▸ **Exercise requirements**: Return a copy of every line in the data below that contains "model".

═══ Supplied information ═══

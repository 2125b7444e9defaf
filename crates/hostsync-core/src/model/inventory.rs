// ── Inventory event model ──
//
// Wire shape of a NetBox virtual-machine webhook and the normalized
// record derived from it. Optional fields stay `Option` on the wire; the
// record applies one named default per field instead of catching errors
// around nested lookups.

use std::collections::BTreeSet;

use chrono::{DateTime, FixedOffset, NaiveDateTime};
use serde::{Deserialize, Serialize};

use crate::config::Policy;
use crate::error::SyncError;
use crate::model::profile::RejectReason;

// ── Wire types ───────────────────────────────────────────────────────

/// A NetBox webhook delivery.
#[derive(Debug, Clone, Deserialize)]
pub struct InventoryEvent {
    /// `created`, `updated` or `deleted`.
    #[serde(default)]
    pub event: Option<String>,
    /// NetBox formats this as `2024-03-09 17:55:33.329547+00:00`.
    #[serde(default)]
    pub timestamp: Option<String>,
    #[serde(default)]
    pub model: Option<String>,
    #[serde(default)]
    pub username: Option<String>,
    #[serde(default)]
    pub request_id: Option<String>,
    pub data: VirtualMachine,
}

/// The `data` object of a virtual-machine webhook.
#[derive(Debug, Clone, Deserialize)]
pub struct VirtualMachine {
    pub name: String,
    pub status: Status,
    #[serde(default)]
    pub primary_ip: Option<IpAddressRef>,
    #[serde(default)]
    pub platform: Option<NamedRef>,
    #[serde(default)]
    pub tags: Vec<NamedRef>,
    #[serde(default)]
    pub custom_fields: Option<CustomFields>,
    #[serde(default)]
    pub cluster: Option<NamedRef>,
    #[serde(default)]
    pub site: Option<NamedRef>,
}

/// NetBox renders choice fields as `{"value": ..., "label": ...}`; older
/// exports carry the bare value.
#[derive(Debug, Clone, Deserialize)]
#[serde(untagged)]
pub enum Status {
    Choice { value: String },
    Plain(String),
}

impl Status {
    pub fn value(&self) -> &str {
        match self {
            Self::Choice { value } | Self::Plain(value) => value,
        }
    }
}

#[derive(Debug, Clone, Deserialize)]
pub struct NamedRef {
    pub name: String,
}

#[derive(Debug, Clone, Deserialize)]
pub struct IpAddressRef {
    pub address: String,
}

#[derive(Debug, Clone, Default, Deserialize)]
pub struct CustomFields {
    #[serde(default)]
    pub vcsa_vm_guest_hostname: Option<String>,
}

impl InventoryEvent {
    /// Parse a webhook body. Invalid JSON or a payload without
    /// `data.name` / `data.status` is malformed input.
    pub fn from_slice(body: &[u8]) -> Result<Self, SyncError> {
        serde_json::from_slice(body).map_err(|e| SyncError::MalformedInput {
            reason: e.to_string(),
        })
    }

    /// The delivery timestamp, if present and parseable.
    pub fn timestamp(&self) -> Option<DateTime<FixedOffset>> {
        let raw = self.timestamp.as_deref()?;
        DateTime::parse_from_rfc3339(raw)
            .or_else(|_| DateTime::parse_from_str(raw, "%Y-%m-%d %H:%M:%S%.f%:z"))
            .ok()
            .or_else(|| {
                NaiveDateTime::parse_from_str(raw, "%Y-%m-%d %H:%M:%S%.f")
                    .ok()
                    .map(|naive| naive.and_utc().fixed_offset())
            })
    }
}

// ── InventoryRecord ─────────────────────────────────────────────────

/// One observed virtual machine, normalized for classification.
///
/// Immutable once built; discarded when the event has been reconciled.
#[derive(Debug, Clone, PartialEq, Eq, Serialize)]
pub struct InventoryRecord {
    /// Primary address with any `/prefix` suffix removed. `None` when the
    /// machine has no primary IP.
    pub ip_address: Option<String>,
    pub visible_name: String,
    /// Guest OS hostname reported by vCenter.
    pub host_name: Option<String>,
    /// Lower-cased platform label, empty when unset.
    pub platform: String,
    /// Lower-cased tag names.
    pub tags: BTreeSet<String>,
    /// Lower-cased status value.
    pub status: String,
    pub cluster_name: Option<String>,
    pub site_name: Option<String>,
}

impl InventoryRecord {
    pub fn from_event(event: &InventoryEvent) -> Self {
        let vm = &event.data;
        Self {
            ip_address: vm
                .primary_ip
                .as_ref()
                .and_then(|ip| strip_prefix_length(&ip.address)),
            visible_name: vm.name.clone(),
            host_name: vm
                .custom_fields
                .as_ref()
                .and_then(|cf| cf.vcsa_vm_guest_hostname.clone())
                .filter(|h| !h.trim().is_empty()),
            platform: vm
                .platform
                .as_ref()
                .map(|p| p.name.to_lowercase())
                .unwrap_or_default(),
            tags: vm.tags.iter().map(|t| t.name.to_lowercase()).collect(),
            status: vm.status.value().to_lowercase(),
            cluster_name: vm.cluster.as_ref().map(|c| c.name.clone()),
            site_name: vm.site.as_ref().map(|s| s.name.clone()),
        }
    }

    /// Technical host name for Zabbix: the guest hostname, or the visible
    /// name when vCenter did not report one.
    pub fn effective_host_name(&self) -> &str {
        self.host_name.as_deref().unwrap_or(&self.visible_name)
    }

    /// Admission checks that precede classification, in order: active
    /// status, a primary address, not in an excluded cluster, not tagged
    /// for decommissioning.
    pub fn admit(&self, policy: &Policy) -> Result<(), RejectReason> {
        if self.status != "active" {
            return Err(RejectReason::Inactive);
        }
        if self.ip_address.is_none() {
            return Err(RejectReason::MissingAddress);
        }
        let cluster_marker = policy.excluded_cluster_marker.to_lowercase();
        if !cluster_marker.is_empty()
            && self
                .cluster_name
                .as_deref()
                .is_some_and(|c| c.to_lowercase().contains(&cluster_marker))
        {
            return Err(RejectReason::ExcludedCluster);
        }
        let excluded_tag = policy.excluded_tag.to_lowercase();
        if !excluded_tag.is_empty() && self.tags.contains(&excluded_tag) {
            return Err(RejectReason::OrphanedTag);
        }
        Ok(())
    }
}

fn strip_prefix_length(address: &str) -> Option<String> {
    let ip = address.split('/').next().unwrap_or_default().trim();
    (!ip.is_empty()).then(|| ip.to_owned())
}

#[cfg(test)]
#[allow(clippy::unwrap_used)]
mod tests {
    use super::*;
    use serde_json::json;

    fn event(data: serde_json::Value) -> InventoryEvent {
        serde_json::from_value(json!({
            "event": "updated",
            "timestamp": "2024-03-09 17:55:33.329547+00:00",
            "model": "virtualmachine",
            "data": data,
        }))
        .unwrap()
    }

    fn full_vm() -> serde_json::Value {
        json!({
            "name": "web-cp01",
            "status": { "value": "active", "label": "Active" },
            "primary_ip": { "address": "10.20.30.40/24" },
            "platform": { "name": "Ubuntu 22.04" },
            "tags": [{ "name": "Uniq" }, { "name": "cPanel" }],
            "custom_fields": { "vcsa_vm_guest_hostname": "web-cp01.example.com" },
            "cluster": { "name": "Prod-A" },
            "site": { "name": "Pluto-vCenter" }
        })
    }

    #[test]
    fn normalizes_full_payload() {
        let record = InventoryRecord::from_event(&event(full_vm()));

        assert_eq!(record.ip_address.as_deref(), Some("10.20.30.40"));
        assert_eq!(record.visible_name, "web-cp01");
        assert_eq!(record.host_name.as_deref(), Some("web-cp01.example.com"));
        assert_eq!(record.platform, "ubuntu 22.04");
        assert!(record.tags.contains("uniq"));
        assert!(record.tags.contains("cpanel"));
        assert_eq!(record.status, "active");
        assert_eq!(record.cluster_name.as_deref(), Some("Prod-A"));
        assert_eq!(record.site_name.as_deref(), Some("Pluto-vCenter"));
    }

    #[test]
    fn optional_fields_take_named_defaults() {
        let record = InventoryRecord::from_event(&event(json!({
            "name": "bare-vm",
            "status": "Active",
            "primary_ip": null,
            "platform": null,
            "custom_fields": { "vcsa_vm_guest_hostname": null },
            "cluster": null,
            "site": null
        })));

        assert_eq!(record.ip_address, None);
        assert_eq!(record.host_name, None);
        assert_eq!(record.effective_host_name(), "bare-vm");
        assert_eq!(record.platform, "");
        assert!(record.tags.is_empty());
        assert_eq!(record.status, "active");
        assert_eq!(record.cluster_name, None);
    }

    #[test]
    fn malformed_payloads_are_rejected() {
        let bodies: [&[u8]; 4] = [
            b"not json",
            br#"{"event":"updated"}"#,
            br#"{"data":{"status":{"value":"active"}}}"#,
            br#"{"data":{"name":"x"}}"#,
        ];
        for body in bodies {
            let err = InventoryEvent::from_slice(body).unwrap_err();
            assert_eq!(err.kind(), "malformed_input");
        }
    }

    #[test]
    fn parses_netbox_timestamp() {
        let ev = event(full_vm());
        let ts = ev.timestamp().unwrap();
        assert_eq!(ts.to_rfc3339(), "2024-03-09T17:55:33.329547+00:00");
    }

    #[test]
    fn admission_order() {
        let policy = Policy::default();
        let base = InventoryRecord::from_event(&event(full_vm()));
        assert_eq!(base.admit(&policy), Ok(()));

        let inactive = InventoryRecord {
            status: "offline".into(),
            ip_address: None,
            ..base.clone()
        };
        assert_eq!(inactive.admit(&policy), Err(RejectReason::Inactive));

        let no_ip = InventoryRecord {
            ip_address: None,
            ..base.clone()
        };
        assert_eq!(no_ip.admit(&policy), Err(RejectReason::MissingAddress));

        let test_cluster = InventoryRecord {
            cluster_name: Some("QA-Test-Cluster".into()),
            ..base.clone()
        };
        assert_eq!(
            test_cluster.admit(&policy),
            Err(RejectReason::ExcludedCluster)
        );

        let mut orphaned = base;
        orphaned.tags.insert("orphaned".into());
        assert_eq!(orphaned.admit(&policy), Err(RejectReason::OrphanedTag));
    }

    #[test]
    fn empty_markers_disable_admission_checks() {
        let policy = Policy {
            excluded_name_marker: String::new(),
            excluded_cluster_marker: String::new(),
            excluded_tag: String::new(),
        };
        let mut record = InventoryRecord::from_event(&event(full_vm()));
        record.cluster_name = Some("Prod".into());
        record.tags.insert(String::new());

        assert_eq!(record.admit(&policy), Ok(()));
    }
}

═══

▸ **Output of the task**:
filename crates/hostsync-core/src/model/inventory.rs
// ── Inventory event model ──
use crate::model::profile::RejectReason;
    pub model: Option<String>,
            "model": "virtualmachine",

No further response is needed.